WORK ORDER: A single number is wanted: how many lines of the data below include the string "equal"?

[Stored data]
----
use chrono::{NaiveDate, NaiveDateTime};
use rust_decimal::Decimal;
use serde::{Deserialize, Serialize};
use uuid::Uuid;

use crate::core::{AppError, Result};

/// One billable installment of an orthodontic case.
///
/// Number 0 is the down payment; monthly installments run 1..=total.
/// Paid titles and titles already past due are immutable history - price
/// adjustment only ever touches future open titles.
#[derive(Debug, Clone, Serialize, Deserialize)]
pub struct ReceivableTitle {
    pub id: Uuid,
    pub ortho_case_id: Uuid,
    pub clinic_id: Uuid,
    pub amount: Decimal,
    /// Outstanding balance, equal to amount until payments land
    pub balance: Decimal,
    pub due_date: NaiveDate,
    pub status: TitleStatus,
    /// 0 = down payment, 1..=total_installments = monthly installment
    pub installment_number: i32,
    pub total_installments: i32,
    pub created_at: NaiveDateTime,
    pub updated_at: NaiveDateTime,
}

/// Payment status of a receivable title
#[derive(Debug, Clone, Copy, PartialEq, Eq, Serialize, Deserialize)]
#[serde(rename_all = "snake_case")]
pub enum TitleStatus {
    /// Not yet settled
    Open,
    /// Payment received
    Paid,
}

impl TitleStatus {
    pub fn as_str(&self) -> &'static str {
        match self {
            Self::Open => "open",
            Self::Paid => "paid",
        }
    }
}

impl std::fmt::Display for TitleStatus {
    fn fmt(&self, f: &mut std::fmt::Formatter<'_>) -> std::fmt::Result {
        write!(f, "{}", self.as_str())
    }
}

impl TryFrom<String> for TitleStatus {
    type Error = String;

    fn try_from(value: String) -> std::result::Result<Self, Self::Error> {
        match value.as_str() {
            "open" => Ok(Self::Open),
            "paid" => Ok(Self::Paid),
            _ => Err(format!("Invalid title status: {}", value)),
        }
    }
}

impl ReceivableTitle {
    /// Create an open title with balance equal to its amount
    pub fn new(
        ortho_case_id: Uuid,
        clinic_id: Uuid,
        amount: Decimal,
        due_date: NaiveDate,
        installment_number: i32,
        total_installments: i32,
    ) -> Result<Self> {
        if installment_number < 0 {
            return Err(AppError::validation(format!(
                "Installment number cannot be negative, got {}",
                installment_number
            )));
        }

        if amount <= Decimal::ZERO {
            return Err(AppError::validation("Title amount must be positive"));
        }

        let now = chrono::Utc::now().naive_utc();

        Ok(Self {
            id: Uuid::new_v4(),
            ortho_case_id,
            clinic_id,
            amount,
            balance: amount,
            due_date,
            status: TitleStatus::Open,
            installment_number,
            total_installments,
            created_at: now,
            updated_at: now,
        })
    }

    pub fn is_down_payment(&self) -> bool {
        self.installment_number == 0
    }

    /// Whether a price adjustment may touch this title on `today`
    pub fn is_adjustable(&self, today: NaiveDate) -> bool {
        self.status != TitleStatus::Paid && self.due_date >= today
    }
}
----
THE ANSWER: 2